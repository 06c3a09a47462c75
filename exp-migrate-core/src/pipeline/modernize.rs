//! Event-stream runs -> canonical layout.

use super::{ExperimentReport, MigrationReport, Migrator, Task};
use crate::error::Result;
use crate::event_stream::EventStreamDecoder;
use crate::evaluation::EvaluationRequest;
use crate::layout::{BEST_MODEL_FILE, CONFIG_FILE};
use crate::manifest::{CheckpointMap, ExperimentList};
use crate::transfer::copy_artifact;
use std::path::PathBuf;
use tracing::info;

impl Migrator {
    /// Copy config and best checkpoint from each legacy run directory, rebuild
    /// `info.log` from the run's event stream, and re-evaluate.
    pub async fn modernize(
        &self,
        experiments: &ExperimentList,
        checkpoints: &CheckpointMap,
    ) -> Result<MigrationReport> {
        let mut report = MigrationReport::new(Task::Modernize);
        for key in experiments.keys() {
            report
                .experiments
                .push(self.modernize_one(key, checkpoints).await?);
        }
        Ok(report)
    }

    async fn modernize_one(
        &self,
        key: &str,
        checkpoints: &CheckpointMap,
    ) -> Result<ExperimentReport> {
        let entry = checkpoints.get(key)?;
        let source = PathBuf::from(&entry.timestamp);
        let timestamp = entry.run_timestamp()?;
        let run = self.layout.run(key, &timestamp);
        info!(experiment = key, "modernizing {}", source.display());

        let config = copy_artifact(
            "config",
            &source.join(CONFIG_FILE),
            &run.config(),
            self.refresh,
        )?;
        let checkpoint = copy_artifact(
            "checkpoint",
            &source.join(BEST_MODEL_FILE),
            &run.best_model(),
            self.refresh,
        )?;

        let log_file = run.log_file();
        let lines = if self.refresh || !log_file.exists() {
            let decoder = EventStreamDecoder::new(self.config.event_stream.clone());
            let decoded = decoder.decode_dir(&source)?;
            info!(
                experiment = key,
                "parsed {} summaries into {} rows",
                decoded.records_read,
                decoded.rows.len()
            );
            Some(decoded.lines())
        } else {
            info!("generated log found at {}, skipping...", log_file.display());
            None
        };

        // The source run's checkpoint is evaluated, matching the copy just made.
        let request = EvaluationRequest::new(
            run.config(),
            source.join(BEST_MODEL_FILE),
            &self.config.evaluation,
        );
        let (log, evaluation) = self
            .write_and_evaluate(&run, lines.as_deref(), &request)
            .await?;

        Ok(ExperimentReport {
            key: key.to_string(),
            stage: self.modernize_stage(&run),
            timestamp,
            config: Some(config),
            checkpoint: Some(checkpoint),
            log,
            rows_written: lines.map_or(0, |l| l.len()),
            evaluation,
        })
    }
}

● ● ● ● ● ● ●

Required work:
Only a number should be given: the count of lines above that contain the word "source".

Task response:
7